Das bringt uns an den Anfang zurück. Wir wollen dem Händler den Raum geben, sich um seinen Bereich zu kümmern. Also sein Geschäft, den Handel voranzubringen. Mit VersaCommerce hat er dafür den perfekten Partner an seiner Seite.
Wir fangen zudem an, die organisatorische Schicht ausbauen, sodass wir mehr Mitarbeiter haben, die die Kollegen unterstützen, die organisieren, die helfen, dass die Dinge “smooth” laufen.
Wir wollen nicht so eine klassische Managementmittelschicht einführen, wir wollen weiter im Unternehmen mit einer sehr flachen Hierarchie arbeiten, wir wollen Mitarbeitern die Möglichkeit geben, für gewisse Zeiten verantwortungsvollere Rollen zu übernehmen. Aber ihnen auch die Chance geben, in einer bestimmten Zeit ihres Lebens flexibler zu sein. Sie haben zum Beispiel gerade ein Kind bekommen und möchten ein paar Stunden weniger in der Woche arbeiten. Diese Möglichkeit möchten wir als Unternehmen unseren Mitarbeitern bieten.

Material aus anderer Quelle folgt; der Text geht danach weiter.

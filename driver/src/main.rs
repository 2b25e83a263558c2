// Copyright 2025 Javelin project contributors (see CONTRIBUTORS.md).
// Licensed under the Apache License, Version 2.0 (see LICENSE).

//! The `javelin` binary: command-line surface over the driver.

use std::path::PathBuf;
use std::process::exit;
use std::sync::Arc;
use std::time::Duration;

use clap::Parser;
use driver::{discover, Console, Driver, RunConfig};
use expectation::ExpectationStore;
use log::error;
use mode::{Classpath, Config as ModeConfig, ExecToolchain, Variant};
use outcome_store::OutcomeStore;
use target::{AdbTarget, SshTarget, Target};

#[derive(Clone, Copy, Debug, Eq, PartialEq, clap::ValueEnum)]
enum ModeOption {
    /// The host's Java VM.
    Jvm,
    /// A Dalvik VM on the host.
    HostDalvik,
    /// A device's Dalvik VM, over adb (or ssh, with --ssh).
    Device,
    /// An installed Android application on a device.
    Activity,
    /// app_process on a device.
    AppProcess,
}

impl ModeOption {
    fn variant(self) -> Variant {
        match self {
            ModeOption::Jvm => Variant::HostJvm,
            ModeOption::HostDalvik => Variant::HostDalvik,
            ModeOption::Device => Variant::DeviceDalvik,
            ModeOption::Activity => Variant::DeviceActivity,
            ModeOption::AppProcess => Variant::AppProcess,
        }
    }
}

#[derive(Parser)]
#[command(name = "javelin", about = "Compiles tests, deploys them to an execution target, \
runs them under the in-target runner and judges the streamed results against a declarative \
expectations database.")]
struct Opt {
    /// Execution environment to deploy to and run on.
    #[arg(long, value_enum, default_value_t = ModeOption::Jvm)]
    mode: ModeOption,

    /// Seconds a test point may run before it is timed out; 0 disables timeouts.
    #[arg(long, default_value_t = 60)]
    timeout: u64,

    /// First port the host monitor connects to; parallel runners use consecutive ports.
    #[arg(long, default_value_t = 8788)]
    first_monitor_port: u16,

    /// Seconds to keep retrying the monitor connection.
    #[arg(long, default_value_t = 30)]
    monitor_timeout: u64,

    /// Expectation files, merged in order.
    #[arg(long = "expectations")]
    expectations: Vec<PathBuf>,

    /// Runtime classpath entries for the target VM.
    #[arg(long)]
    classpath: Vec<PathBuf>,

    /// Compile-time-only classpath entries.
    #[arg(long)]
    build_classpath: Vec<PathBuf>,

    /// Source roots for compilation.
    #[arg(long)]
    sourcepath: Vec<PathBuf>,

    /// Extra arguments for the target VM.
    #[arg(long = "vm-arg")]
    vm_args: Vec<String>,

    /// The jar containing the in-target runner.
    #[arg(long, default_value = "javelin-runner.jar")]
    runner_jar: PathBuf,

    /// Directory the runner is deployed to; defaults per environment.
    #[arg(long)]
    runner_dir: Option<PathBuf>,

    /// Host-side scratch directory.
    #[arg(long)]
    scratch_dir: Option<PathBuf>,

    /// Directory outcome history is recorded under.
    #[arg(long)]
    results_dir: Option<PathBuf>,

    /// Directory tag snapshots live under.
    #[arg(long)]
    tag_dir: Option<PathBuf>,

    /// Record this run as a named tag snapshot.
    #[arg(long)]
    tag: Option<String>,

    /// Diff this run against a previously recorded tag.
    #[arg(long)]
    compare_to_tag: Option<String>,

    /// JDWP port to listen on; disables timeouts so the debugger can think.
    #[arg(long)]
    debug: Option<u16>,

    /// Run benchmarks: unbounded timeouts, and no history recording.
    #[arg(long)]
    benchmark: bool,

    /// Stream output as it arrives (one action at a time) instead of multiplexing runners.
    #[arg(long, action = clap::ArgAction::Set, default_value_t = true)]
    stream: bool,

    /// Print every line of test output, not just failures.
    #[arg(long)]
    verbose: bool,

    #[arg(long)]
    no_color: bool,

    /// Keep stale per-action scratch from earlier runs instead of clearing it.
    #[arg(long)]
    keep_before: bool,

    /// Keep per-action scratch and the runner directory when the run ends.
    #[arg(long)]
    keep_after: bool,

    /// Device serial, when several are attached.
    #[arg(long)]
    device_serial: Option<String>,

    /// Use an ssh-reachable machine (host or host:port) as the device target.
    #[arg(long)]
    ssh: Option<String>,

    /// Qualified class names (optionally with #method), source files, or directories to scan.
    #[arg(required = true)]
    actions: Vec<String>,

    /// Arguments passed through to the runner after the action name.
    #[arg(last = true)]
    target_args: Vec<String>,
}

#[tokio::main]
async fn main() {
    env_logger::init();
    let opt = Opt::parse();
    if opt.no_color {
        colored::control::set_override(false);
    }

    let code = match run(opt).await {
        Ok(code) => code,
        Err(e) => {
            error!("{e}");
            1
        }
    };
    exit(code);
}

async fn run(opt: Opt) -> Result<i32, String> {
    let variant = opt.mode.variant();
    let home = std::env::var_os("HOME").map(PathBuf::from);
    let base_dir = home
        .map(|home| home.join(".javelin"))
        .unwrap_or_else(|| std::env::temp_dir().join("javelin"));

    let local_tmp = opt.scratch_dir.unwrap_or_else(|| {
        std::env::temp_dir()
            .join("javelin")
            .join(std::process::id().to_string())
    });
    let results_dir = opt.results_dir.unwrap_or_else(|| base_dir.join("results"));
    let tag_dir = opt.tag_dir.unwrap_or_else(|| base_dir.clone());
    let runner_dir = opt.runner_dir.unwrap_or_else(|| {
        if variant.is_device() {
            PathBuf::from("/sdcard/javelin/run")
        } else {
            local_tmp.join("run")
        }
    });

    let runner_count = if opt.stream || variant == Variant::DeviceActivity {
        1
    } else {
        num_cpus::get()
    };

    let mut mode_config = ModeConfig::new(opt.runner_jar, runner_dir, local_tmp.clone());
    mode_config.classpath = Classpath::of(opt.classpath);
    mode_config.build_classpath = Classpath::of(opt.build_classpath);
    mode_config.source_path = opt.sourcepath;
    mode_config.java_args = opt.vm_args;
    mode_config.target_args = opt.target_args;
    mode_config.debug_port = opt.debug;
    mode_config.benchmark = opt.benchmark;
    mode_config.keep_before = opt.keep_before;
    mode_config.clean_after = !opt.keep_after;
    mode_config.first_monitor_port = opt.first_monitor_port;
    mode_config.monitor_port_count = runner_count;

    let device: Option<Arc<dyn Target>> = if variant.is_device() {
        match &opt.ssh {
            Some(host) => Some(Arc::new(SshTarget::new(host)?)),
            None => Some(Arc::new(AdbTarget::new(opt.device_serial.clone()))),
        }
    } else {
        None
    };

    let mode = mode::create_mode(
        variant,
        mode_config,
        Arc::new(ExecToolchain::default()),
        device,
    )?;

    let expectations = Arc::new(ExpectationStore::parse(&opt.expectations)?);
    let store = Arc::new(OutcomeStore::new(
        results_dir,
        Some(tag_dir),
        opt.tag.clone(),
        opt.compare_to_tag.clone(),
        expectations.clone(),
    ));
    let console = Arc::new(Console::new(opt.stream, opt.verbose));

    let config = RunConfig {
        variant,
        action_timeout: Duration::from_secs(opt.timeout),
        monitor_timeout: Duration::from_secs(opt.monitor_timeout),
        first_monitor_port: opt.first_monitor_port,
        stream: opt.stream,
        benchmark: opt.benchmark,
        debug: opt.debug.is_some(),
        keep_after: opt.keep_after,
        local_tmp,
    };

    let driver = Driver::new(config, mode, expectations, store, console);
    let discovered = discover(&opt.actions);
    Ok(driver.run(discovered).await)
}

Das heißt, wir wollen nicht in die klassischen Hierarchien reingehen. Das ist natürlich eine Herausforderung für ein Unternehmen, wenn man gleichzeitig die Messlatte sehr hoch hängt und dennoch alles mit einer flachen Hierarchie erreichen möchte.
Ich glaube, dies gelingt uns ganz gut. Wir lernen jeden Tag, jede Woche dazu. Ich gehe davon aus, dass wir im nächsten Jahr ein Dutzend neue Mitarbeiter haben werden, und auch das ist eine große Herausforderung, wenn man die ordentlich in ein Unternehmen reinbekommen möchte. Auch die müssen ihren Platz finden. Das tun sie durch ihre Stärken und nicht über die Stellenausschreibung, die ist nur der erste Einstiegspunkt.
Herr Dorra, wir danken Ihnen für das Interview.